Thursday, October 25, 2012
Philosophy of 'Father' & a Small Review of "Big Ray"
John Locke said, “Words in their primary or immediate Signification, stand for nothing, but the Ideas in the Mind that uses them” (the crazy punctuation is not mine). Now there are multiple ways to interpret this and there are scholars who have spent a majority of their lives trying to determine exactly (which is ironic despite his vagueness) what Locke meant. And to fully understand the point that I’m going to make, bare with me over the next four paragraphs…
We may collectively understand a word’s meaning but that act alone doesn’t prove that the word is a pure representation of an idea. There is still the speaker’s bias to consider. Anyone who has been around me would know that I choose any word in order to represent something that I’m trying to say. We all do it. Think to that scene in “The Princess Bride” where Inigo Montoya tells Vizzini “You keep using that word. I do not think it means what you think it means.”
Therefore if words rely on The Mind That Uses Them, then they are not static. And even if they are static for The Mind That Uses Them, there is still the audience to take into consideration. Even if The Mind That Uses Them has a static understanding of the word – lets say the general consensus, a dictionary definition – then the person receiving the communication may be biased and the probability of a miscommunication is great.
So why should a writer give a shit?
Pushing the obvious arguments aside (because really, I’m blathering on enough), an understanding of the way words work and the way an audience works can help the author easily manipulate both an audience and a story. One of the things that we see at AH is how flat a piece gets with just a few (or even many) word choice errors. Writing is nothing without word choice – it’s what separates your piece from my piece from her piece from everyone else’s. It sets the tone, it sets the style… so really what the fuck are you doing otherwise?
(Here’s where it gets good)
In writing, we all know events are sometimes drawn from the author’s life, despite how far they’ve wandered from what actually happened. How then does the author communicate? The author who cannot speak frankly shrouds himself with a deluded reality – delusional because you lie to yourself about reality in order to write about it fictionally and hopefully believe in your own story. And for a time, it works And this shroud and these inabilities make their way into the work. They enhance the work in a way that the author could never describe otherwise. Within these delusions are sacrifices (of mind, of fidelity).
When trying to write about my family’s history, escapades, events, I couldn’t bring myself to use the word ‘dad.’ He represented this fantastic character from my childhood and whenever I wrote about the ‘sad’ things that happened I tried to shield myself from a belief that my dad could be involved in such a mess. That’s the thing about words: they take on a meaning independent of dictionaries, they’re poisoned by memories.
‘Dad’ and ‘father’ are representations of the same thing. They are the same thing until they aren’t. When I was younger, my dad got angry with me for calling him father. Yet when he got angry with me for other things, he would say “I am your father and you are to obey me.” Now I can’t write without using “my father.” It allows for a strangeness, a distance, a gap. It’s the same person, but I now have a different relationship with him.
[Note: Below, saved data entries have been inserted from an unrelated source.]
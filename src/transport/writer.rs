//! Outbound line encoding.
//!
//! In streaming mode every user turn is one compact JSON object followed
//! by `\n` on the agent's stdin:
//!
//! ```json
//! {"type":"user","message":{"role":"user","content":"…"},"parent_tool_use_id":null,"session_id":"…"}
//! ```

use serde_json::{json, Value};
use tokio::io::{AsyncWrite, AsyncWriteExt};

use crate::{AppError, Result};

/// Build the outbound object for one user turn.
#[must_use]
pub fn encode_user_turn(text: &str, session_id: &str) -> Value {
    json!({
        "type": "user",
        "message": { "role": "user", "content": text },
        "parent_tool_use_id": null,
        "session_id": session_id,
    })
}

/// Serialise `value` to a single line.
///
/// # Errors
///
/// Returns [`AppError::Io`] if serialisation fails (not expected for `Value`).
pub fn to_line(value: &Value) -> Result<String> {
    serde_json::to_string(value)
        .map_err(|e| AppError::Io(format!("failed to serialise outbound message: {e}")))
}

/// Write `line` plus the `\n` delimiter and flush.
///
/// Embedded newlines are rejected so one call is always exactly one frame.
///
/// # Errors
///
/// - [`AppError::InvalidState`] if `line` contains a newline.
/// - [`AppError::ConnectionLost`] if the pipe is closed.
pub async fn write_line<W>(sink: &mut W, line: &str) -> Result<()>
where
    W: AsyncWrite + Unpin,
{
    if line.contains('\n') {
        return Err(AppError::InvalidState(
            "outbound line must not contain a newline".into(),
        ));
    }

    let mut bytes = Vec::with_capacity(line.len() + 1);
    bytes.extend_from_slice(line.as_bytes());
    bytes.push(b'\n');

    sink.write_all(&bytes)
        .await
        .map_err(|e| AppError::ConnectionLost(format!("write failed: {e}")))?;
    sink.flush()
        .await
        .map_err(|e| AppError::ConnectionLost(format!("flush failed: {e}")))
}
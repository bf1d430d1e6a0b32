use std::time::Duration;

use agent_conduit::config::{GlobalConfig, DEFAULT_LOG_FILTER};
use agent_conduit::models::session::PermissionMode;
use agent_conduit::AppError;

fn sample_toml(workspace: &str) -> String {
    format!(
        r#"
cli_path = "/usr/local/bin/claude"
cli_args = ["--max-turns", "4"]
default_workspace_root = '{workspace}'
default_model = "claude-sonnet"
default_permission_mode = "accept-edits"
include_partial_messages = false
max_concurrent_sessions = 2
env_passthrough = ["HTTPS_PROXY"]
event_buffer = 16

[transport]
max_line_bytes = 4096
max_consecutive_decode_failures = 5
shutdown_grace_ms = 500

[store]
enabled = true
retention_days = 7
"#
    )
}

#[test]
fn parses_full_config() {
    let temp = tempfile::tempdir().expect("tempdir");
    let root = temp.path().to_str().expect("utf8");
    let config = GlobalConfig::from_toml_str(&sample_toml(root)).expect("valid config");

    assert_eq!(config.cli_path, "/usr/local/bin/claude");
    assert_eq!(config.cli_args, vec!["--max-turns", "4"]);
    assert_eq!(config.default_model.as_deref(), Some("claude-sonnet"));
    assert_eq!(config.default_permission_mode, PermissionMode::AcceptEdits);
    assert!(!config.include_partial_messages);
    assert_eq!(config.max_concurrent_sessions, 2);
    assert_eq!(config.event_buffer, 16);
    assert_eq!(config.transport.max_line_bytes, 4096);
    assert_eq!(config.transport.max_consecutive_decode_failures, 5);
    assert!(config.store.enabled);
    assert_eq!(config.store.retention_days, 7);
    assert_eq!(
        config.default_workspace_root(),
        temp.path().canonicalize().expect("canonical")
    );
}

#[test]
fn empty_config_uses_defaults() {
    let temp = tempfile::tempdir().expect("tempdir");
    let root = temp.path().to_str().expect("utf8");
    let config =
        GlobalConfig::from_toml_str(&format!("default_workspace_root = '{root}'")).expect("valid");

    assert_eq!(config.cli_path, "claude");
    assert!(config.cli_args.is_empty());
    assert_eq!(config.default_permission_mode, PermissionMode::Default);
    assert!(config.include_partial_messages);
    assert_eq!(config.max_concurrent_sessions, 8);
    assert_eq!(config.event_buffer, 256);
    assert_eq!(config.transport.max_line_bytes, 8 * 1_048_576);
    assert_eq!(config.transport.max_consecutive_decode_failures, 32);
    assert_eq!(config.transport.shutdown_grace_ms, 2000);
    assert!(!config.store.enabled);
    assert_eq!(config.store.retention_days, 30);
}

#[test]
fn store_path_defaults_under_workspace() {
    let temp = tempfile::tempdir().expect("tempdir");
    let root = temp.path().to_str().expect("utf8");
    let config =
        GlobalConfig::from_toml_str(&format!("default_workspace_root = '{root}'")).expect("valid");

    let path = config.store_path();
    assert!(path.starts_with(config.default_workspace_root()));
    assert!(path.ends_with(".agent-conduit/sessions.db"));
}

#[test]
fn zero_sessions_is_rejected() {
    let temp = tempfile::tempdir().expect("tempdir");
    let root = temp.path().to_str().expect("utf8");
    let toml = format!("default_workspace_root = '{root}'\nmax_concurrent_sessions = 0");

    let err = GlobalConfig::from_toml_str(&toml).expect_err("must reject");
    assert!(matches!(err, AppError::Config(ref msg) if msg.contains("max_concurrent_sessions")));
}

#[test]
fn empty_cli_path_is_rejected() {
    let temp = tempfile::tempdir().expect("tempdir");
    let root = temp.path().to_str().expect("utf8");
    let toml = format!("default_workspace_root = '{root}'\ncli_path = \"  \"");

    let err = GlobalConfig::from_toml_str(&toml).expect_err("must reject");
    assert!(matches!(err, AppError::Config(_)));
}

#[test]
fn missing_workspace_is_rejected() {
    let err = GlobalConfig::from_toml_str("default_workspace_root = '/definitely/not/here/xyz'")
        .expect_err("must reject");
    assert!(matches!(err, AppError::Config(ref msg) if msg.contains("default_workspace_root")));
}

#[test]
fn invalid_toml_is_config_error() {
    let err = GlobalConfig::from_toml_str("cli_path = [").expect_err("must reject");
    assert!(matches!(err, AppError::Config(_)));
}

#[test]
fn transport_config_carries_limits() {
    let temp = tempfile::tempdir().expect("tempdir");
    let root = temp.path().to_str().expect("utf8");
    let config = GlobalConfig::from_toml_str(&sample_toml(root)).expect("valid config");

    let transport = config.transport_config();
    assert_eq!(transport.cli_path, "/usr/local/bin/claude");
    assert_eq!(transport.max_line_bytes, 4096);
    assert_eq!(transport.max_consecutive_decode_failures, 5);
    assert_eq!(transport.shutdown_grace, Duration::from_millis(500));
    assert_eq!(transport.env_passthrough, vec!["HTTPS_PROXY"]);
}

#[test]
fn default_session_config_uses_global_defaults() {
    let temp = tempfile::tempdir().expect("tempdir");
    let root = temp.path().to_str().expect("utf8");
    let config = GlobalConfig::from_toml_str(&sample_toml(root)).expect("valid config");

    let session = config.default_session_config(None);
    assert_eq!(session.project_path, config.default_workspace_root());
    assert_eq!(session.model.as_deref(), Some("claude-sonnet"));
    assert_eq!(session.permission_mode, PermissionMode::AcceptEdits);
    assert!(!session.include_partial_messages);

    let project = temp.path().join("sub");
    let session = config.default_session_config(Some(&project));
    assert_eq!(session.project_path, project);
}

#[test]
fn default_log_filter_is_info() {
    assert_eq!(DEFAULT_LOG_FILTER, "info");
}
//! Streaming content reconstruction.
//!
//! - `accumulator`: builds an in-progress assistant message from
//!   `content_block_*` events and tracks tool-use ids.

pub mod accumulator;

pub use accumulator::{BlockDelta, StreamAccumulator, StreamUpdate, ToolNameMap, UNKNOWN_TOOL};
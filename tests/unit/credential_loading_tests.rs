//! Credential resolution falls back to environment variables when the OS
//! keychain has no entry.

use agent_conduit::config::GlobalConfig;
use serial_test::serial;

#[tokio::test]
#[serial]
async fn env_fallback_populates_credentials() {
    std::env::set_var("GITHUB_TOKEN", "ghp-test-token");

    let mut config = GlobalConfig::default();
    config.load_credentials().await.expect("load credentials");

    assert_eq!(
        config.credentials.get("GITHUB_TOKEN").map(String::as_str),
        Some("ghp-test-token")
    );
    assert_eq!(
        config.transport_config().credentials.get("GITHUB_TOKEN").map(String::as_str),
        Some("ghp-test-token")
    );

    std::env::remove_var("GITHUB_TOKEN");
}

#[tokio::test]
#[serial]
async fn empty_env_value_is_ignored() {
    std::env::set_var("CLAUDE_CODE_OAUTH_TOKEN", "");

    let mut config = GlobalConfig::default();
    config.load_credentials().await.expect("load credentials");

    assert!(!config.credentials.contains_key("CLAUDE_CODE_OAUTH_TOKEN"));

    std::env::remove_var("CLAUDE_CODE_OAUTH_TOKEN");
}
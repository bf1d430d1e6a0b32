//! Idempotent DDL for the session store.

use crate::Result;

use super::db::Database;

const CONVERSATION_TABLE: &str = "CREATE TABLE IF NOT EXISTS conversation (
    id TEXT PRIMARY KEY NOT NULL,
    project_path TEXT NOT NULL,
    model TEXT,
    permission_mode TEXT NOT NULL,
    resume_id TEXT,
    status TEXT NOT NULL,
    total_cost_usd REAL NOT NULL DEFAULT 0,
    total_duration_ms INTEGER NOT NULL DEFAULT 0,
    exchange_count INTEGER NOT NULL DEFAULT 0,
    last_error TEXT,
    created_at TEXT NOT NULL,
    updated_at TEXT NOT NULL,
    stopped_at TEXT
)";

const INDEXES: &[&str] = &[
    "CREATE INDEX IF NOT EXISTS idx_conversation_project ON conversation (project_path)",
    "CREATE INDEX IF NOT EXISTS idx_conversation_stopped ON conversation (status, stopped_at)",
];

/// Create tables and indexes when missing.
///
/// # Errors
///
/// Returns `AppError::Db` if any statement fails.
pub async fn bootstrap_schema(db: &Database) -> Result<()> {
    sqlx::query(CONVERSATION_TABLE).execute(db).await?;
    for statement in INDEXES {
        sqlx::query(statement).execute(db).await?;
    }
    Ok(())
}
#![forbid(unsafe_code)]

//! Session engine driving an external coding-agent CLI over line-delimited
//! stream-json on its standard streams.
//!
//! - [`transport`]: spawns one agent process per exchange and frames its I/O.
//! - [`protocol`]: decodes raw JSON objects into typed [`models::message::Message`]s.
//! - [`stream`]: rebuilds assistant messages from partial stream events.
//! - [`registry`]: owns sessions, runs exchanges and emits [`registry::SessionEvent`]s.
//! - [`persistence`]: optional `SQLite` store of session summaries.

pub mod config;
pub mod errors;
pub mod models;
pub mod persistence;
pub mod protocol;
pub mod registry;
pub mod stream;
pub mod transport;

pub use config::GlobalConfig;
pub use errors::{AppError, Result};
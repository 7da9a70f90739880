use axum::{
    extract::State,
    http::StatusCode,
    response::{
        sse::{Event, KeepAlive, Sse},
        IntoResponse, Response,
    },
    Json,
};
use futures::stream::{self, Stream};
use serde::{Deserialize, Serialize};
use std::convert::Infallible;
use std::sync::atomic::Ordering;
use std::sync::Arc;
use tokio::sync::broadcast::error::RecvError;
use tracing::{debug, warn};

use chess_assist_core::{Ack, AnalyzeRequest, Error};

use crate::AppState;

#[derive(Debug, Deserialize)]
pub struct CommandBody {
    pub command: String,
}

#[derive(Debug, Deserialize)]
pub struct StrengthBody {
    pub strength: f64,
}

/// Sets the flag when given, flips it otherwise
#[derive(Debug, Default, Deserialize)]
pub struct ToggleBody {
    pub enabled: Option<bool>,
}

#[derive(Debug, Serialize, Deserialize)]
pub struct ToggleResponse {
    pub enabled: bool,
}

#[derive(Debug, Serialize)]
pub struct StatusResponse {
    pub enabled: bool,
    #[serde(flatten)]
    pub ack: Ack,
}

fn status_for(error: &Error) -> StatusCode {
    match error {
        Error::InvalidRequest(_) | Error::InvalidStrength(_) | Error::Json(_) => StatusCode::BAD_REQUEST,
        Error::CommandRejected(_) => StatusCode::CONFLICT,
        Error::BootstrapFailure(_) | Error::Engine(_) => StatusCode::SERVICE_UNAVAILABLE,
        Error::RelayFailure(_) => StatusCode::BAD_GATEWAY,
        _ => StatusCode::INTERNAL_SERVER_ERROR,
    }
}

fn respond(outcome: Result<Ack, Error>) -> Response {
    match outcome {
        Ok(ack) => Json(ack).into_response(),
        Err(e) => {
            debug!(error = %e, "request failed");
            (status_for(&e), Json(Ack::failure(&e))).into_response()
        }
    }
}

pub async fn start(State(state): State<Arc<AppState>>) -> Response {
    respond(state.engine.start().await.map(|_| Ack::ok()))
}

pub async fn analyze(State(state): State<Arc<AppState>>, Json(request): Json<AnalyzeRequest>) -> Response {
    if !state.enabled.load(Ordering::Relaxed) {
        let ack = Ack {
            success: false,
            error: Some("assistant disabled".to_string()),
            ..Ack::default()
        };
        return (StatusCode::CONFLICT, Json(ack)).into_response();
    }
    respond(state.engine.analyze(request).await.map(|id| Ack::ok().with_search(id)))
}

pub async fn command(State(state): State<Arc<AppState>>, Json(body): Json<CommandBody>) -> Response {
    respond(state.engine.submit(body.command).await.map(|_| Ack::ok()))
}

pub async fn strength(State(state): State<Arc<AppState>>, Json(body): Json<StrengthBody>) -> Response {
    respond(state.engine.set_strength(body.strength).await.map(|_| Ack::ok()))
}

pub async fn toggle(
    State(state): State<Arc<AppState>>,
    body: Option<Json<ToggleBody>>,
) -> Json<ToggleResponse> {
    let body = body.map(|Json(body)| body).unwrap_or_default();
    let enabled = match body.enabled {
        Some(enabled) => {
            state.enabled.store(enabled, Ordering::Relaxed);
            enabled
        }
        None => !state.enabled.fetch_xor(true, Ordering::Relaxed),
    };
    debug!(enabled, "assistant toggled");
    Json(ToggleResponse { enabled })
}

pub async fn status(State(state): State<Arc<AppState>>) -> Response {
    match state.engine.ping().await {
        Ok(ack) => Json(StatusResponse {
            enabled: state.enabled.load(Ordering::Relaxed),
            ack,
        })
        .into_response(),
        Err(e) => respond(Err(e)),
    }
}

/// Server-sent stream of every push: `ready`, `selectedMove`, `searchFinished`, `error`, `terminated`
pub async fn events(State(state): State<Arc<AppState>>) -> Sse<impl Stream<Item = Result<Event, Infallible>>> {
    let receiver = state.pushes.subscribe();
    let stream = stream::unfold(receiver, |mut receiver| async move {
        loop {
            match receiver.recv().await {
                Ok(message) => match Event::default().json_data(&message) {
                    Ok(event) => return Some((Ok(event), receiver)),
                    Err(e) => warn!(error = %e, "cannot encode push"),
                },
                Err(RecvError::Lagged(skipped)) => warn!(skipped, "events subscriber fell behind"),
                Err(RecvError::Closed) => return None,
            }
        }
    });
    Sse::new(stream).keep_alive(KeepAlive::default())
}

pub async fn health() -> &'static str {
    "OK"
}
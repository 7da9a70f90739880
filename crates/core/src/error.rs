//! Error types for chess-assist-core

use thiserror::Error;

use crate::engine::{EngineError, ParseError};
use crate::session::SessionState;

#[derive(Error, Debug)]
pub enum Error {
    #[error("Engine bootstrap failed: {0}")]
    BootstrapFailure(String),

    #[error("Protocol error: {0}")]
    Protocol(String),

    #[error("Relay failure: {0}")]
    RelayFailure(String),

    #[error("Command rejected: engine session is {0}")]
    CommandRejected(SessionState),

    #[error("Invalid analysis request: {0}")]
    InvalidRequest(String),

    #[error("Invalid strength {0}: expected a value within [0, 1]")]
    InvalidStrength(f64),

    #[error("Invalid session transition from {from} to {to}")]
    InvalidTransition { from: SessionState, to: SessionState },

    #[error("Engine error: {0}")]
    Engine(#[from] EngineError),

    #[error("Engine output parsing error: {0}")]
    Parse(#[from] ParseError),

    #[error("JSON parsing failed: {0}")]
    Json(#[from] serde_json::Error),

    #[error("IO error: {0}")]
    Io(#[from] std::io::Error),
}

pub type Result<T> = std::result::Result<T, Error>;
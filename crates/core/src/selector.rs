//! Strength-calibrated move selection
//!
//! Instead of always playing the engine's top line, the selector picks the
//! weakest candidate whose evaluation stays within an error budget of the
//! best one. The budget grows as strength drops.

use std::cmp::Ordering;
use std::fmt;

use crate::engine::Candidate;
use crate::error::{Error, Result};

/// How close to best play the selection stays: 1.0 = best, 0.0 = weakest allowed
#[derive(Debug, Clone, Copy, PartialEq, PartialOrd)]
pub struct Strength(f64);

impl Strength {
    pub const FULL: Strength = Strength(1.0);

    pub fn new(value: f64) -> Result<Self> {
        if (0.0..=1.0).contains(&value) {
            Ok(Strength(value))
        } else {
            Err(Error::InvalidStrength(value))
        }
    }

    pub fn value(&self) -> f64 {
        self.0
    }
}

impl Default for Strength {
    fn default() -> Self {
        Strength::FULL
    }
}

impl TryFrom<f64> for Strength {
    type Error = Error;

    fn try_from(value: f64) -> Result<Self> {
        Strength::new(value)
    }
}

impl fmt::Display for Strength {
    fn fmt(&self, f: &mut fmt::Formatter<'_>) -> fmt::Result {
        write!(f, "{:.2}", self.0)
    }
}

/// How far below the best evaluation a selection may fall.
///
/// Losing positions get twice the relative slack.
pub fn error_budget(best: f64, strength: Strength) -> f64 {
    let slack = 1.0 - strength.value();
    if best >= 0.0 {
        slack * best
    } else {
        -2.0 * slack * best
    }
}

/// Best first; equal evaluations keep the lower multipv index first
fn by_eval_desc(a: &Candidate, b: &Candidate) -> Ordering {
    b.eval.total_cmp(&a.eval).then(a.multipv.cmp(&b.multipv))
}

fn by_eval_asc(a: &Candidate, b: &Candidate) -> Ordering {
    a.eval.total_cmp(&b.eval).then(a.multipv.cmp(&b.multipv))
}

/// Picks the recommended move, or `None` when there are no candidates
pub fn select(candidates: &[Candidate], strength: Strength) -> Option<&Candidate> {
    let mut ranked: Vec<&Candidate> = candidates.iter().collect();
    ranked.sort_by(|a, b| by_eval_desc(a, b));

    let best = ranked.first()?.eval;
    let threshold = best - error_budget(best, strength);
    pick(&ranked, threshold)
}

/// Weakest candidate at or above `threshold`, falling back to the top one
fn pick<'a>(ranked: &[&'a Candidate], threshold: f64) -> Option<&'a Candidate> {
    ranked
        .iter()
        .copied()
        .filter(|c| c.eval >= threshold)
        .min_by(|a, b| by_eval_asc(a, b))
        .or_else(|| ranked.first().copied())
}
In the novel Big Ray, Michael Kimball uses the phrase “my father” over eight hundred times†. It was something that I noticed in the first chapter. It was something that everyone should have noticed in the first chapter. Michael Kimball uses that phrase so many times that it begins to weigh on you, and you begin to feel the father sitting on your shoulders or next to you (though it could just be the fact that he’s so fat, he sits next to everyone). The father is unbearable and should be fictionalized. One can see the relationship both Kimball and the main character have with the father. And if Kimball wanted to remain silent (despite the story’s basis in truth) his inability to control how many freakin’ times he uses “my father” clearly shows what relationship Kimball had with him. He did it on purpose. He understood the importance of that phrase. He understood what it meant to him and what affect it would have – you can’t have a dad that unbearable and not see the difference between ‘dad’ and ‘father.’
Michael Kimball uses “my father” over eight hundred times, but in the end, ‘my dad’‡ is used after a novel’s worth of reminiscing, after the father is just a bucket of ashes. Reviewers talk about the forgiveness in the piece, and yes, it’s there in the memories, it’s there in the actions, but it’s the biting transition between those two phrases that really shows the main character’s transformation. Something has changed psychologically. Not with the author, with him this change possibly happened years ago, but with the audience as they come to accept the narrator forgiving his father.
Even if dead dads aren’t your thing, the progression of plot that hangs so tightly to the transitioning of one phrase is enough to pick up this book and see an author who truly understands the importance of word choice.
† I say over eight hundred times because I counted. Yes, I counted. It’s okay, I wasn’t doing anything productive those five hours anyway.